//! Auth Error Types
//!
//! This module provides auth-specific error variants that integrate
//! with the unified `kernel::error::AppError` system.

use axum::http::StatusCode;
use axum::response::{IntoResponse, Response};
use kernel::error::{app_error::AppError, kind::ErrorKind};
use thiserror::Error;

/// Auth-specific result type alias
pub type AuthResult<T> = Result<T, AuthError>;

/// Auth-specific error variants
#[derive(Debug, Error)]
pub enum AuthError {
    /// Email unknown or password mismatch (deliberately indistinguishable)
    #[error("Invalid credentials")]
    InvalidCredentials,

    /// User has an active ban; carries the configured user-facing message
    #[error("{0}")]
    AccountBanned(String),

    /// Too many attempts from the same key within the window
    #[error("Too many requests. Please try again later")]
    RateLimited,

    /// Password appears in a known breach; carries the remediation message
    #[error("{0}")]
    CompromisedPassword(String),

    /// Session missing, malformed, or past its expiry
    #[error("Session expired")]
    SessionExpired,

    /// Caller lacks the required role
    #[error("Unauthorized")]
    Unauthorized,

    /// Email already registered
    #[error("Email is already registered")]
    EmailTaken,

    /// Input validation failure (email format, password policy)
    #[error("{0}")]
    Validation(String),

    /// Verification token unknown or expired
    #[error("Verification token is invalid or expired")]
    InvalidVerification,

    /// Database error
    #[error("Database error: {0}")]
    Database(#[from] sqlx::Error),

    /// Internal error
    #[error("Internal error: {0}")]
    Internal(String),
}

impl AuthError {
    /// Get the HTTP status code for this error
    pub fn status_code(&self) -> StatusCode {
        match self {
            AuthError::InvalidCredentials | AuthError::SessionExpired => StatusCode::UNAUTHORIZED,
            AuthError::AccountBanned(_) | AuthError::Unauthorized => StatusCode::FORBIDDEN,
            AuthError::RateLimited => StatusCode::TOO_MANY_REQUESTS,
            AuthError::CompromisedPassword(_) => StatusCode::UNPROCESSABLE_ENTITY,
            AuthError::EmailTaken => StatusCode::CONFLICT,
            AuthError::Validation(_) => StatusCode::BAD_REQUEST,
            AuthError::InvalidVerification => StatusCode::GONE,
            AuthError::Database(_) | AuthError::Internal(_) => StatusCode::INTERNAL_SERVER_ERROR,
        }
    }

    /// Get the ErrorKind for this error
    pub fn kind(&self) -> ErrorKind {
        match self {
            AuthError::InvalidCredentials | AuthError::SessionExpired => ErrorKind::Unauthorized,
            AuthError::AccountBanned(_) | AuthError::Unauthorized => ErrorKind::Forbidden,
            AuthError::RateLimited => ErrorKind::TooManyRequests,
            AuthError::CompromisedPassword(_) => ErrorKind::UnprocessableEntity,
            AuthError::EmailTaken => ErrorKind::Conflict,
            AuthError::Validation(_) => ErrorKind::BadRequest,
            AuthError::InvalidVerification => ErrorKind::Gone,
            AuthError::Database(_) | AuthError::Internal(_) => ErrorKind::InternalServerError,
        }
    }

    /// Message shown to end users by the sign-in action handler.
    ///
    /// Storage and internal failures degrade to a generic message; typed
    /// failures keep their own wording so a banned user and a rate-limited
    /// user see different texts.
    pub fn user_message(&self) -> String {
        match self {
            AuthError::Database(_) | AuthError::Internal(_) => "Something went wrong".to_string(),
            other => other.to_string(),
        }
    }

    /// Convert to AppError
    pub fn to_app_error(&self) -> AppError {
        AppError::new(self.kind(), self.to_string())
    }

    /// Log the error with appropriate level
    pub fn log(&self) {
        match self {
            AuthError::Database(e) => {
                tracing::error!(error = %e, "Auth database error");
            }
            AuthError::Internal(msg) => {
                tracing::error!(message = %msg, "Auth internal error");
            }
            AuthError::InvalidCredentials => {
                tracing::warn!("Invalid sign-in attempt");
            }
            AuthError::AccountBanned(_) => {
                tracing::warn!("Sign-in attempt on banned account");
            }
            AuthError::RateLimited => {
                tracing::warn!("Rate limit exceeded");
            }
            _ => {
                tracing::debug!(error = %self, "Auth error");
            }
        }
    }
}

impl IntoResponse for AuthError {
    fn into_response(self) -> Response {
        self.log();
        self.to_app_error().into_response()
    }
}

impl From<AppError> for AuthError {
    fn from(err: AppError) -> Self {
        AuthError::Validation(err.message().to_string())
    }
}

impl From<platform::password::PasswordPolicyError> for AuthError {
    fn from(err: platform::password::PasswordPolicyError) -> Self {
        AuthError::Validation(err.to_string())
    }
}

impl From<platform::password::PasswordHashError> for AuthError {
    fn from(err: platform::password::PasswordHashError) -> Self {
        AuthError::Internal(err.to_string())
    }
}

#[cfg(test)]
mod tests {
    use super::*;

    #[test]
    fn test_status_codes() {
        assert_eq!(
            AuthError::InvalidCredentials.status_code(),
            StatusCode::UNAUTHORIZED
        );
        assert_eq!(
            AuthError::AccountBanned("banned".into()).status_code(),
            StatusCode::FORBIDDEN
        );
        assert_eq!(
            AuthError::RateLimited.status_code(),
            StatusCode::TOO_MANY_REQUESTS
        );
        assert_eq!(AuthError::EmailTaken.status_code(), StatusCode::CONFLICT);
    }

    #[test]
    fn test_user_message_fallback() {
        assert_eq!(
            AuthError::Internal("boom".into()).user_message(),
            "Something went wrong"
        );
        assert_eq!(
            AuthError::InvalidCredentials.user_message(),
            "Invalid credentials"
        );
    }

    #[test]
    fn test_ban_message_distinct_from_invalid_credentials() {
        let ban = AuthError::AccountBanned(
            "Your account has been suspended, contact Evans for support".to_string(),
        );
        assert_ne!(
            ban.user_message(),
            AuthError::InvalidCredentials.user_message()
        );
        assert!(ban.user_message().contains("suspended"));
    }
}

------------------------------------------------------------

Transcribe the records above from the line holding "Convert to AppError" down to the line holding "impl From<AppError> for", inclusive, without adding anything.

- **Exercise solution**
    /// Convert to AppError
    pub fn to_app_error(&self) -> AppError {
        AppError::new(self.kind(), self.to_string())
    }

    /// Log the error with appropriate level
    pub fn log(&self) {
        match self {
            AuthError::Database(e) => {
                tracing::error!(error = %e, "Auth database error");
            }
            AuthError::Internal(msg) => {
                tracing::error!(message = %msg, "Auth internal error");
            }
            AuthError::InvalidCredentials => {
                tracing::warn!("Invalid sign-in attempt");
            }
            AuthError::AccountBanned(_) => {
                tracing::warn!("Sign-in attempt on banned account");
            }
            AuthError::RateLimited => {
                tracing::warn!("Rate limit exceeded");
            }
            _ => {
                tracing::debug!(error = %self, "Auth error");
            }
        }
    }
}

impl IntoResponse for AuthError {
    fn into_response(self) -> Response {
        self.log();
        self.to_app_error().into_response()
    }
}

impl From<AppError> for AuthError {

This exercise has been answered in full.